×

3チームで7度の優勝…加茂周氏、監督人生は天皇杯とともに

[ 2021年1月1日 12:15 ]

加茂周氏
Photo By スポニチ

 天皇杯は7度優勝したが、元日の国立競技場で優勝カップを掲げるのは何度やっても気分がいい。初めて優勝したのはヤンマーのコーチ時代の69年元日で、2年後の71年元日にも優勝した。FW釜本邦茂やMFネルソン吉村の絶頂期でメンバーがそろっていた。日産の監督となり、初優勝したのは84年元日で、コーチ時代とは違う、格別なうれしさがあった。ちょうど79年の世界ユース選手権日本大会に日本代表として出場したMF水沼貴史やFW柱谷幸一、DF田中真二、越田剛史らが入ってきた年で、MF金田喜稔や木村和司らと融合していいチームができた。86年、89年と3度優勝、3度目の88~89年シーズンは日本リーグ、リーグカップと合わせて3冠を獲得した。この年で監督をオスカーに譲り、総監督になったが、翌年も2年連続3冠を獲得した。最後は横浜フリューゲルスに移った94年元日。Jリーグ初年度だったのでよく覚えている。意識はしていなかったが、言われてみれば100回を迎える大会のうち3チームで7回も優勝に関わったことになる。
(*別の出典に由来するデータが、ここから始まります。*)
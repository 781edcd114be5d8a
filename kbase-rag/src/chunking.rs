//! Document chunking.
//!
//! [`FixedSizeChunker`] splits text into windows of at most `chunk_size`
//! characters, where each window after the first repeats the last
//! `chunk_overlap` characters of its predecessor. Sizes are counted in
//! `char`s so multi-byte text is never cut inside a code point.

use std::iter::FusedIterator;

use crate::config::RagConfig;
use crate::document::{Chunk, Document};
use crate::error::{RagError, Result};

/// Splits text into fixed-size, overlapping chunks by character count.
///
/// # Example
///
/// ```rust
/// use kbase_rag::FixedSizeChunker;
///
/// let chunker = FixedSizeChunker::new(4, 1).unwrap();
/// let parts: Vec<&str> = chunker.split("abcdefg").map(|c| c.text).collect();
/// assert_eq!(parts, ["abcd", "defg"]);
/// ```
#[derive(Debug, Clone, Copy, PartialEq, Eq)]
pub struct FixedSizeChunker {
    chunk_size: usize,
    chunk_overlap: usize,
}

impl FixedSizeChunker {
    /// Create a new `FixedSizeChunker`.
    ///
    /// # Arguments
    ///
    /// * `chunk_size` — maximum number of characters per chunk
    /// * `chunk_overlap` — number of characters shared by consecutive chunks
    ///
    /// # Errors
    ///
    /// Returns [`RagError::Config`] unless `chunk_overlap < chunk_size`.
    pub fn new(chunk_size: usize, chunk_overlap: usize) -> Result<Self> {
        if chunk_overlap >= chunk_size {
            return Err(RagError::Config(format!(
                "chunk_overlap ({chunk_overlap}) must be less than chunk_size ({chunk_size})"
            )));
        }
        Ok(Self { chunk_size, chunk_overlap })
    }

    /// Create a chunker from the sizes in a [`RagConfig`].
    pub fn from_config(config: &RagConfig) -> Result<Self> {
        Self::new(config.chunk_size, config.chunk_overlap)
    }

    /// Maximum number of characters per chunk.
    pub fn chunk_size(&self) -> usize {
        self.chunk_size
    }

    /// Number of characters shared by consecutive chunks.
    pub fn chunk_overlap(&self) -> usize {
        self.chunk_overlap
    }

    /// Lazily split `text` into chunks, left to right.
    ///
    /// The returned iterator is cheap to clone; cloning it (or calling
    /// `split` again) restarts the sequence and yields identical chunks.
    pub fn split<'a>(&self, text: &'a str) -> TextChunks<'a> {
        TextChunks {
            text,
            chunk_size: self.chunk_size,
            chunk_overlap: self.chunk_overlap,
            start: 0,
            index: 0,
            done: text.is_empty(),
        }
    }

    /// Split a document into owned [`Chunk`]s whose positions start at
    /// `first_position`.
    pub fn chunk_document<'a>(
        &self,
        document: &'a Document,
        first_position: usize,
    ) -> impl Iterator<Item = Chunk> + 'a {
        self.split(&document.text).map(move |piece| Chunk {
            position: first_position + piece.index,
            source: document.name.clone(),
            index: piece.index,
            text: piece.text.to_string(),
            char_len: piece.char_len,
            overlap: piece.overlap,
        })
    }
}

/// A borrowed chunk produced by [`TextChunks`].
#[derive(Debug, Clone, Copy, PartialEq, Eq)]
pub struct TextChunk<'a> {
    /// Zero-based index within the split text.
    pub index: usize,
    /// The chunk's slice of the source text.
    pub text: &'a str,
    /// Length of `text` in characters.
    pub char_len: usize,
    /// Characters shared with the previous chunk.
    pub overlap: usize,
}

/// Iterator over the chunks of one text. See [`FixedSizeChunker::split`].
#[derive(Debug, Clone)]
pub struct TextChunks<'a> {
    text: &'a str,
    chunk_size: usize,
    chunk_overlap: usize,
    /// Byte offset where the next chunk begins.
    start: usize,
    index: usize,
    done: bool,
}

impl<'a> Iterator for TextChunks<'a> {
    type Item = TextChunk<'a>;

    fn next(&mut self) -> Option<Self::Item> {
        if self.done {
            return None;
        }

        let rest = &self.text[self.start..];
        let index = self.index;
        let overlap = if index == 0 { 0 } else { self.chunk_overlap };

        match rest.char_indices().nth(self.chunk_size) {
            // The remainder fits in one chunk.
            None => {
                self.done = true;
                Some(TextChunk { index, text: rest, char_len: rest.chars().count(), overlap })
            }
            Some((end, _)) => {
                let piece = &rest[..end];
                let step = self.chunk_size - self.chunk_overlap;
                let advance = piece.char_indices().nth(step).map_or(end, |(offset, _)| offset);
                self.start += advance;
                self.index += 1;
                Some(TextChunk { index, text: piece, char_len: self.chunk_size, overlap })
            }
        }
    }
}

impl FusedIterator for TextChunks<'_> {}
 元日の国立のピッチに立てるのは日本で2チームだけ。一度味わうと忘れられない光景で、「今年も元日の国立に行こう」と、自然とモチベーションが高まる。一発勝負なので、運も必要。当時は短期決戦だったので、勢いを重視し、難しく考えずにそのときのチーム状況を見て、何か一点に集中させるようにして戦った。選手に一体感が出れば運もこちらを向いてくるものだ。それに当時は会社も協力してくれて、銀座東急ホテルに泊まり、ステーキを食べさせてもらったり、コンディションを整え、モチベーションを高める環境も整っていたと思う。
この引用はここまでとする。